Monday, February 4, 2019

Beginning Treatment


Maureen and I finally received the highly anticipated genomic testing results. As it seems with most of my medical tests, the results were a “mixed bag”. We did similar testing when I was first diagnosed two years ago and we completely “struck out” regarding eligibility for a targeted therapy for my specific cancer mutation. Fast forward to today and the best analogy I can give is that we reached first base on an infield error.

More specifically, the mutation that came back in the test results does not have an effective approved targeted therapy. There are a few clinical trials that are in the early phases related to this mutation and only one of them appears to be promising. This clinical trial is currently considered an “investigational” drug and has very stringent eligibility requirements. One of the requirements is that the patient has to have already undergone standard chemotherapy, which I have not had.

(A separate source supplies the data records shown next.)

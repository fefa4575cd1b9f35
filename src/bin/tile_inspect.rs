use std::path::PathBuf;

use clap::{Parser, Subcommand};
use tile_io::{read_tiles, BinaryReader, PlaceholderRegistry, StaticRegistry, TileGrid, TypeDirectory};
use tracing_subscriber::EnvFilter;

#[derive(Parser)]
#[command(name = "tile-inspect")]
#[command(about = "Inspect a saved foreign tile section")]
struct Args {
    #[command(subcommand)]
    command: Command,
}

#[derive(Subcommand)]
enum Command {
    /// Print the tile and wall directory
    Directory { file: PathBuf },
    /// Decode the section into an empty grid
    Decode {
        file: PathBuf,

        #[arg(long)]
        width: u32,

        #[arg(long)]
        height: u32,

        /// Registry manifest (JSON); without one every entry becomes a placeholder
        #[arg(long)]
        registry: Option<PathBuf>,
    },
}

fn main() -> Result<(), Box<dyn std::error::Error>> {
    let filter = EnvFilter::try_from_default_env().unwrap_or_else(|_| EnvFilter::new("info"));
    tracing_subscriber::fmt().with_env_filter(filter).with_writer(std::io::stderr).init();

    let args = Args::parse();
    match args.command {
        Command::Directory { file } => {
            let data = std::fs::read(&file)?;
            let directory = TypeDirectory::read(&mut BinaryReader::new(&data))?;

            println!("tiles: {}", directory.tiles.len());
            for entry in &directory.tiles {
                let fi = if entry.frame_important { " (frame important)" } else { "" };
                println!("  {:5} {}{}", entry.saved_id, entry.content, fi);
            }
            println!("walls: {}", directory.walls.len());
            for entry in &directory.walls {
                println!("  {:5} {}", entry.saved_id, entry.content);
            }
        }
        Command::Decode { file, width, height, registry } => {
            let registry = match registry {
                Some(path) => StaticRegistry::from_json(&std::fs::read_to_string(path)?)?,
                None => StaticRegistry::default(),
            };
            let data = std::fs::read(&file)?;
            let mut reader = BinaryReader::new(&data);
            let mut grid = TileGrid::new(width, height);
            let mut placeholders = PlaceholderRegistry::new();

            let report = read_tiles(&mut reader, &mut grid, &registry, &mut placeholders)?;
            println!("{:#?}", report);
            if !reader.is_empty() {
                println!("{} trailing bytes", reader.remaining());
            }
            for (id, identity) in placeholders.iter().enumerate() {
                match identity.frame {
                    Some((fx, fy)) => println!("  placeholder {:4} {} frame ({}, {})", id, identity.content, fx, fy),
                    None => println!("  placeholder {:4} {}", id, identity.content),
                }
            }
        }
    }

    Ok(())
}
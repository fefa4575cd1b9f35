use super::cell::Cell;
use super::scan::Position;

/// Cell storage the codec reads from and writes into.
///
/// Positions handed to the accessors are always inside `width` x `height`.
pub trait Grid {
    fn width(&self) -> u32;
    fn height(&self) -> u32;
    fn cell(&self, pos: Position) -> Cell;
    fn set_cell(&mut self, pos: Position, cell: Cell);

    fn contains(&self, x: i32, y: i32) -> bool {
        x >= 0 && y >= 0 && (x as u32) < self.width() && (y as u32) < self.height()
    }
}

/// Dense column-major grid
#[derive(Debug, Clone, PartialEq, Eq)]
pub struct TileGrid {
    width: u32,
    height: u32,
    cells: Vec<Cell>,
}

impl TileGrid {
    pub fn new(width: u32, height: u32) -> Self {
        Self {
            width,
            height,
            cells: vec![Cell::default(); width as usize * height as usize],
        }
    }

    fn index(&self, pos: Position) -> usize {
        pos.x as usize * self.height as usize + pos.y as usize
    }

    pub fn get(&self, x: u32, y: u32) -> &Cell {
        &self.cells[self.index(Position::new(x, y))]
    }

    pub fn get_mut(&mut self, x: u32, y: u32) -> &mut Cell {
        let idx = self.index(Position::new(x, y));
        &mut self.cells[idx]
    }

    pub fn set(&mut self, x: u32, y: u32, cell: Cell) {
        *self.get_mut(x, y) = cell;
    }

    /// Cells in scan order
    pub fn cells(&self) -> &[Cell] {
        &self.cells
    }

    pub fn cells_mut(&mut self) -> &mut [Cell] {
        &mut self.cells
    }
}

impl Grid for TileGrid {
    fn width(&self) -> u32 {
        self.width
    }

    fn height(&self) -> u32 {
        self.height
    }

    fn cell(&self, pos: Position) -> Cell {
        self.cells[self.index(pos)]
    }

    fn set_cell(&mut self, pos: Position, cell: Cell) {
        let idx = self.index(pos);
        self.cells[idx] = cell;
    }
}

Therefore, Maureen and I have decided with the advice of our oncologist to do several rounds of standard chemotherapy and see how it goes. The scheduled chemotherapy regimen includes two drugs infused every three weeks. The plan is to do at least 4 rounds and rescan before the third round.

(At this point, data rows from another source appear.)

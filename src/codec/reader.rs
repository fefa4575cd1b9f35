use byteorder::{ByteOrder, LittleEndian};

use crate::error::{Error, Result};

/// Longest string accepted from a save. Pack and content names are short; anything
/// near this is a corrupt length prefix.
const MAX_STRING_LEN: usize = 64 * 1024;

/// Binary reader over an in-memory save section
pub struct BinaryReader<'a> {
    data: &'a [u8],
    pos: usize,
}

impl<'a> BinaryReader<'a> {
    pub fn new(data: &'a [u8]) -> Self {
        Self { data, pos: 0 }
    }

    pub fn remaining(&self) -> usize {
        self.data.len().saturating_sub(self.pos)
    }

    pub fn position(&self) -> usize {
        self.pos
    }

    pub fn is_empty(&self) -> bool {
        self.remaining() == 0
    }

    pub fn read_bytes(&mut self, n: usize) -> Result<&'a [u8]> {
        if self.remaining() < n {
            return Err(Error::UnexpectedEof);
        }
        let slice = &self.data[self.pos..self.pos + n];
        self.pos += n;
        Ok(slice)
    }

    pub fn read_u8(&mut self) -> Result<u8> {
        let v = *self.data.get(self.pos).ok_or(Error::UnexpectedEof)?;
        self.pos += 1;
        Ok(v)
    }

    pub fn read_bool(&mut self) -> Result<bool> {
        Ok(self.read_u8()? != 0)
    }

    pub fn read_u16_le(&mut self) -> Result<u16> {
        Ok(LittleEndian::read_u16(self.read_bytes(2)?))
    }

    pub fn read_i16_le(&mut self) -> Result<i16> {
        Ok(LittleEndian::read_i16(self.read_bytes(2)?))
    }

    pub fn read_u32_le(&mut self) -> Result<u32> {
        Ok(LittleEndian::read_u32(self.read_bytes(4)?))
    }

    pub fn read_i32_le(&mut self) -> Result<i32> {
        Ok(LittleEndian::read_i32(self.read_bytes(4)?))
    }

    /// Read a 7-bit encoded unsigned integer (low groups first, high bit = more)
    pub fn read_7bit_u32(&mut self) -> Result<u32> {
        let mut value = 0u32;
        for shift in (0..35).step_by(7) {
            let byte = self.read_u8()?;
            if shift == 28 && byte > 0x0F {
                return Err(Error::InvalidString("length prefix overflows u32".into()));
            }
            value |= u32::from(byte & 0x7F) << shift;
            if byte & 0x80 == 0 {
                return Ok(value);
            }
        }
        Err(Error::InvalidString("length prefix longer than 5 bytes".into()))
    }

    /// Read a string prefixed with its 7-bit encoded UTF-8 byte length
    pub fn read_string(&mut self) -> Result<String> {
        let len = self.read_7bit_u32()? as usize;
        if len > MAX_STRING_LEN {
            return Err(Error::StringTooLong { len, max: MAX_STRING_LEN });
        }
        let bytes = self.read_bytes(len)?;
        String::from_utf8(bytes.to_vec())
            .map_err(|_| Error::InvalidString("invalid UTF-8 string".into()))
    }
}
//! In-memory registry and the JSON manifest it can be built from.

use ahash::{AHashMap, AHashSet};
use serde::{Deserialize, Serialize};

use super::limits::VanillaLimits;
use super::registry::{ContentRef, ContentRegistry, EquipCategory};

/// Pack that owns the placeholder tile
pub const BUILTIN_PACK: &str = "builtin";
/// Content name of the placeholder tile
pub const PLACEHOLDER_NAME: &str = "MysteryTile";

/// Mannequin and womannequin
fn default_mannequins() -> Vec<u16> {
    vec![128, 269]
}

#[derive(Debug, Clone, Default, Serialize, Deserialize)]
pub struct RegistryManifest {
    #[serde(default)]
    pub limits: VanillaLimits,
    #[serde(default = "default_mannequins")]
    pub mannequin_tiles: Vec<u16>,
    /// Built-in tile ids whose frame is part of their identity
    #[serde(default)]
    pub frame_important_tiles: Vec<u16>,
    #[serde(default)]
    pub packs: Vec<PackManifest>,
}

#[derive(Debug, Clone, Default, Serialize, Deserialize)]
pub struct PackManifest {
    pub name: String,
    #[serde(default)]
    pub tiles: Vec<TileManifest>,
    #[serde(default)]
    pub walls: Vec<String>,
    #[serde(default)]
    pub equips: EquipManifest,
}

#[derive(Debug, Clone, Serialize, Deserialize)]
pub struct TileManifest {
    pub name: String,
    #[serde(default)]
    pub frame_important: bool,
}

#[derive(Debug, Clone, Default, Serialize, Deserialize)]
pub struct EquipManifest {
    #[serde(default)]
    pub head: Vec<String>,
    #[serde(default)]
    pub body: Vec<String>,
    #[serde(default)]
    pub legs: Vec<String>,
}

impl EquipManifest {
    fn names(&self, category: EquipCategory) -> &[String] {
        match category {
            EquipCategory::Head => &self.head,
            EquipCategory::Body => &self.body,
            EquipCategory::Legs => &self.legs,
        }
    }
}

/// Registry with runtime ids handed out in registration order.
///
/// Foreign ids start at the matching [`VanillaLimits`] count. The placeholder tile is
/// always the first foreign tile.
#[derive(Debug, Clone)]
pub struct StaticRegistry {
    limits: VanillaLimits,
    tiles: Vec<ContentRef>,
    tile_ids: AHashMap<ContentRef, u16>,
    walls: Vec<ContentRef>,
    wall_ids: AHashMap<ContentRef, u16>,
    equips: [Vec<ContentRef>; 3],
    equip_ids: [AHashMap<ContentRef, u16>; 3],
    frame_important: AHashSet<u16>,
    mannequins: AHashSet<u16>,
    placeholder: u16,
}

impl StaticRegistry {
    pub fn new(limits: VanillaLimits) -> Self {
        let mut registry = Self {
            limits,
            tiles: Vec::new(),
            tile_ids: AHashMap::new(),
            walls: Vec::new(),
            wall_ids: AHashMap::new(),
            equips: Default::default(),
            equip_ids: Default::default(),
            frame_important: AHashSet::new(),
            mannequins: default_mannequins().into_iter().collect(),
            placeholder: limits.tile_count,
        };
        registry.placeholder = registry.add_tile(BUILTIN_PACK, PLACEHOLDER_NAME, true);
        registry
    }

    pub fn from_manifest(manifest: &RegistryManifest) -> Self {
        let mut registry = Self::new(manifest.limits);
        registry.mannequins = manifest.mannequin_tiles.iter().copied().collect();
        registry
            .frame_important
            .extend(manifest.frame_important_tiles.iter().copied());

        for pack in &manifest.packs {
            for tile in &pack.tiles {
                registry.add_tile(&pack.name, &tile.name, tile.frame_important);
            }
            for wall in &pack.walls {
                registry.add_wall(&pack.name, wall);
            }
            for category in EquipCategory::ALL {
                for name in pack.equips.names(category) {
                    registry.add_equip(category, &pack.name, name);
                }
            }
        }
        registry
    }

    pub fn from_json(json: &str) -> serde_json::Result<Self> {
        let manifest: RegistryManifest = serde_json::from_str(json)?;
        Ok(Self::from_manifest(&manifest))
    }

    /// Register a tile, returning its runtime id. Re-registering returns the old id.
    pub fn add_tile(&mut self, pack: &str, name: &str, frame_important: bool) -> u16 {
        let content = ContentRef::new(pack, name);
        if let Some(&id) = self.tile_ids.get(&content) {
            return id;
        }
        let id = self.limits.tile_count + self.tiles.len() as u16;
        if frame_important {
            self.frame_important.insert(id);
        }
        self.tile_ids.insert(content.clone(), id);
        self.tiles.push(content);
        id
    }

    pub fn add_wall(&mut self, pack: &str, name: &str) -> u16 {
        let content = ContentRef::new(pack, name);
        if let Some(&id) = self.wall_ids.get(&content) {
            return id;
        }
        let id = self.limits.wall_count + self.walls.len() as u16;
        self.wall_ids.insert(content.clone(), id);
        self.walls.push(content);
        id
    }

    pub fn add_equip(&mut self, category: EquipCategory, pack: &str, name: &str) -> u16 {
        let idx = category as usize;
        let content = ContentRef::new(pack, name);
        if let Some(&slot) = self.equip_ids[idx].get(&content) {
            return slot;
        }
        let slot = self.limits.equip_slots(category) + self.equips[idx].len() as u16;
        self.equip_ids[idx].insert(content.clone(), slot);
        self.equips[idx].push(content);
        slot
    }

    /// Mark a built-in tile type as frame-important
    pub fn set_frame_important(&mut self, tile_type: u16) {
        self.frame_important.insert(tile_type);
    }

    pub fn tile_id(&self, pack: &str, name: &str) -> Option<u16> {
        self.resolve_tile(&ContentRef::new(pack, name))
    }

    pub fn wall_id(&self, pack: &str, name: &str) -> Option<u16> {
        self.resolve_wall(&ContentRef::new(pack, name))
    }

    fn tile_ref(&self, tile_type: u16) -> Option<&ContentRef> {
        let idx = tile_type.checked_sub(self.limits.tile_count)?;
        self.tiles.get(idx as usize)
    }
}

impl Default for StaticRegistry {
    fn default() -> Self {
        Self::new(VanillaLimits::default())
    }
}

impl ContentRegistry for StaticRegistry {
    fn limits(&self) -> &VanillaLimits {
        &self.limits
    }

    fn resolve_tile(&self, content: &ContentRef) -> Option<u16> {
        self.tile_ids.get(content).copied()
    }

    fn resolve_wall(&self, content: &ContentRef) -> Option<u16> {
        self.wall_ids.get(content).copied()
    }

    fn resolve_equip_slot(&self, category: EquipCategory, content: &ContentRef) -> Option<u16> {
        self.equip_ids[category as usize].get(content).copied()
    }

    fn tile_content(&self, tile_type: u16) -> Option<ContentRef> {
        self.tile_ref(tile_type).cloned()
    }

    fn wall_content(&self, wall: u16) -> Option<ContentRef> {
        let idx = wall.checked_sub(self.limits.wall_count)?;
        self.walls.get(idx as usize).cloned()
    }

    fn equip_content(&self, category: EquipCategory, slot: u16) -> Option<ContentRef> {
        let idx = slot.checked_sub(self.limits.equip_slots(category))?;
        self.equips[category as usize].get(idx as usize).cloned()
    }

    fn tile_frame_important(&self, tile_type: u16) -> bool {
        self.frame_important.contains(&tile_type)
    }

    fn placeholder_tile(&self) -> u16 {
        self.placeholder
    }

    fn is_mannequin(&self, tile_type: u16) -> bool {
        self.mannequins.contains(&tile_type)
    }
}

Fortunately, we caught the cancer early so there is a good chance the chemotherapy knocks out the cancer. The best-case scenario is to be cancer free after the chemotherapy regimen and also then be eligible for the clinical trial should the cancer return.

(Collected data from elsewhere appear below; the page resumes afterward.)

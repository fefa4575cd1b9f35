//! Type directory: the header naming every foreign tile and wall id used in the body.
//!
//! # Layout
//!
//! ```text
//! u16 tile_count
//!   tile_count x (u16 saved_id, string pack, string name, bool frame_important)
//! u16 wall_count
//!   wall_count x (u16 saved_id, string pack, string name)
//! ```
//!
//! Entries are written sorted by saved id.

use std::collections::BTreeSet;

use ahash::AHashMap;
use indexmap::IndexSet;

use super::placeholder::{PlaceholderIdentity, PlaceholderRegistry};
use crate::codec::{BinaryReader, BinaryWriter};
use crate::content::{ContentRef, ContentRegistry};
use crate::error::{Error, Result};
use crate::world::{Cell, Grid, GridScanner};

#[derive(Debug, Clone, PartialEq, Eq)]
pub struct TileEntry {
    pub saved_id: u16,
    pub content: ContentRef,
    pub frame_important: bool,
}

#[derive(Debug, Clone, PartialEq, Eq)]
pub struct WallEntry {
    pub saved_id: u16,
    pub content: ContentRef,
}

#[derive(Debug, Clone, Default, PartialEq, Eq)]
pub struct TypeDirectory {
    pub tiles: Vec<TileEntry>,
    pub walls: Vec<WallEntry>,
}

impl TypeDirectory {
    /// Scan `grid` and name every foreign tile and wall in it.
    ///
    /// Placeholder cells are listed under the identity they stand for, using saved
    /// ids taken from the top of the id space. The returned [`SaveTable`] maps cells
    /// to the ids and frames the body must use.
    pub fn collect<'a, G: Grid, R: ContentRegistry>(
        grid: &G,
        registry: &'a R,
        placeholders: &'a PlaceholderRegistry,
    ) -> Result<(Self, SaveTable<'a, R>)> {
        let limits = *registry.limits();
        let scanner = GridScanner::new(grid.width(), grid.height(), limits);
        let mut table = SaveTable {
            registry,
            placeholders,
            placeholder_ids: AHashMap::new(),
        };

        let mut tile_types = BTreeSet::new();
        let mut wall_types = BTreeSet::new();
        let mut missing: IndexSet<(ContentRef, bool)> = IndexSet::new();
        let mut orphaned = 0usize;

        for pos in scanner.positions() {
            let cell = grid.cell(pos);
            if cell.active && limits.is_foreign_tile(cell.tile_type) {
                match table.placeholder_identity(&cell) {
                    Some(identity) => {
                        missing.insert((identity.content.clone(), identity.frame_important()));
                    }
                    None => {
                        if cell.tile_type == registry.placeholder_tile() {
                            orphaned += 1;
                        }
                        tile_types.insert(cell.tile_type);
                    }
                }
            }
            if limits.is_foreign_wall(cell.wall) {
                wall_types.insert(cell.wall);
            }
        }

        if orphaned > 0 {
            tracing::warn!(
                cells = orphaned,
                "placeholder cells with unknown ids saved as plain placeholder tiles"
            );
        }

        let mut tiles = Vec::with_capacity(tile_types.len() + missing.len());
        for &tile_type in &tile_types {
            let content = registry
                .tile_content(tile_type)
                .ok_or(Error::UnregisteredTile(tile_type))?;
            tiles.push(TileEntry {
                saved_id: tile_type,
                content,
                frame_important: registry.tile_frame_important(tile_type),
            });
        }

        let mut free_ids = (0..=u16::MAX).rev().filter(|id| !tile_types.contains(id));
        for (content, frame_important) in missing {
            let saved_id = free_ids.next().ok_or(Error::PlaceholderIdsExhausted)?;
            table
                .placeholder_ids
                .insert((content.clone(), frame_important), saved_id);
            tiles.push(TileEntry {
                saved_id,
                content,
                frame_important,
            });
        }
        tiles.sort_by_key(|entry| entry.saved_id);

        let walls = wall_types
            .into_iter()
            .map(|wall| {
                let content = registry.wall_content(wall).ok_or(Error::UnregisteredWall(wall))?;
                Ok(WallEntry { saved_id: wall, content })
            })
            .collect::<Result<Vec<_>>>()?;

        Ok((Self { tiles, walls }, table))
    }

    pub fn is_empty(&self) -> bool {
        self.tiles.is_empty() && self.walls.is_empty()
    }

    pub fn tile(&self, saved_id: u16) -> Option<&TileEntry> {
        self.tiles.iter().find(|entry| entry.saved_id == saved_id)
    }

    pub fn write(&self, writer: &mut BinaryWriter) {
        writer.write_u16_le(self.tiles.len() as u16);
        for entry in &self.tiles {
            writer.write_u16_le(entry.saved_id);
            writer.write_string(&entry.content.pack);
            writer.write_string(&entry.content.name);
            writer.write_bool(entry.frame_important);
        }
        writer.write_u16_le(self.walls.len() as u16);
        for entry in &self.walls {
            writer.write_u16_le(entry.saved_id);
            writer.write_string(&entry.content.pack);
            writer.write_string(&entry.content.name);
        }
    }

    pub fn read(reader: &mut BinaryReader) -> Result<Self> {
        let count = reader.read_u16_le()?;
        let mut tiles = Vec::with_capacity(count as usize);
        for _ in 0..count {
            let saved_id = reader.read_u16_le()?;
            let pack = reader.read_string()?;
            let name = reader.read_string()?;
            let frame_important = reader.read_bool()?;
            tiles.push(TileEntry {
                saved_id,
                content: ContentRef { pack, name },
                frame_important,
            });
        }

        let count = reader.read_u16_le()?;
        let mut walls = Vec::with_capacity(count as usize);
        for _ in 0..count {
            let saved_id = reader.read_u16_le()?;
            let pack = reader.read_string()?;
            let name = reader.read_string()?;
            walls.push(WallEntry {
                saved_id,
                content: ContentRef { pack, name },
            });
        }

        Ok(Self { tiles, walls })
    }
}

/// Saved form of a cell's tile layer
#[derive(Debug, Clone, Copy, PartialEq, Eq)]
pub struct SavedTile {
    pub id: u16,
    /// Frame to write, present when the saved entry is frame-important
    pub frame: Option<(i16, i16)>,
}

/// Write-side mapping from runtime cells to directory ids
pub struct SaveTable<'a, R> {
    registry: &'a R,
    placeholders: &'a PlaceholderRegistry,
    placeholder_ids: AHashMap<(ContentRef, bool), u16>,
}

impl<'a, R: ContentRegistry> SaveTable<'a, R> {
    pub fn registry(&self) -> &'a R {
        self.registry
    }

    fn placeholder_identity(&self, cell: &Cell) -> Option<&'a PlaceholderIdentity> {
        if cell.tile_type != self.registry.placeholder_tile() {
            return None;
        }
        self.placeholders.identity_at(cell.frame_x, cell.frame_y)
    }

    /// Frame importance used when comparing cells for a run
    pub fn run_frame_important(&self, tile_type: u16) -> bool {
        tile_type == self.registry.placeholder_tile()
            || self.registry.tile_frame_important(tile_type)
    }

    pub fn saved_tile(&self, cell: &Cell) -> SavedTile {
        if let Some(identity) = self.placeholder_identity(cell) {
            let key = (identity.content.clone(), identity.frame_important());
            if let Some(&id) = self.placeholder_ids.get(&key) {
                return SavedTile {
                    id,
                    frame: identity.frame,
                };
            }
        }
        SavedTile {
            id: cell.tile_type,
            frame: self
                .registry
                .tile_frame_important(cell.tile_type)
                .then_some((cell.frame_x, cell.frame_y)),
        }
    }
}

#[derive(Debug, Clone)]
struct TileRemap {
    runtime: u16,
    frame_important: bool,
    unresolved: Option<ContentRef>,
}

/// Read-side mapping from saved ids to runtime ids
#[derive(Debug, Clone, Default)]
pub struct RemapTable {
    tiles: AHashMap<u16, TileRemap>,
    walls: AHashMap<u16, u16>,
    unresolved_walls: usize,
}

impl RemapTable {
    /// Resolve every directory entry against the loaded content.
    ///
    /// Missing tiles map to the placeholder type and keep their identity for
    /// [`PlaceholderRegistry::resolve`]. Missing walls collapse to `0`.
    pub fn resolve<R: ContentRegistry>(directory: &TypeDirectory, registry: &R) -> Self {
        let mut table = Self::default();

        for entry in &directory.tiles {
            let remap = match registry.resolve_tile(&entry.content) {
                Some(runtime) => TileRemap {
                    runtime,
                    frame_important: entry.frame_important,
                    unresolved: None,
                },
                None => {
                    tracing::debug!(saved_id = entry.saved_id, content = %entry.content, "tile not loaded");
                    TileRemap {
                        runtime: registry.placeholder_tile(),
                        frame_important: entry.frame_important,
                        unresolved: Some(entry.content.clone()),
                    }
                }
            };
            table.tiles.insert(entry.saved_id, remap);
        }

        for entry in &directory.walls {
            let runtime = registry.resolve_wall(&entry.content).unwrap_or_else(|| {
                tracing::warn!(saved_id = entry.saved_id, content = %entry.content, "wall not loaded, removing");
                table.unresolved_walls += 1;
                0
            });
            table.walls.insert(entry.saved_id, runtime);
        }

        table
    }

    pub fn tile(&self, saved_id: u16) -> Result<u16> {
        self.tiles
            .get(&saved_id)
            .map(|remap| remap.runtime)
            .ok_or(Error::UnknownSavedTile(saved_id))
    }

    pub fn wall(&self, saved_id: u16) -> Result<u16> {
        self.walls
            .get(&saved_id)
            .copied()
            .ok_or(Error::UnknownSavedWall(saved_id))
    }

    pub fn frame_important(&self, saved_id: u16) -> bool {
        self.tiles
            .get(&saved_id)
            .is_some_and(|remap| remap.frame_important)
    }

    pub fn unresolved(&self, saved_id: u16) -> Option<&ContentRef> {
        self.tiles.get(&saved_id)?.unresolved.as_ref()
    }

    pub fn unresolved_tiles(&self) -> usize {
        self.tiles.values().filter(|remap| remap.unresolved.is_some()).count()
    }

    pub fn unresolved_walls(&self) -> usize {
        self.unresolved_walls
    }
}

The first infusion is scheduled for Thursday, February 7. At this point, I’ve known about the cancer returning for over a month; so, I’m just ready to begin treatment and start fighting again. I know there will be side effects and the potential of increasing my seizure risk. However, I’m confident that my body will rebound as it has with every challenge over the past two years and I will continue with daily life as much as possible.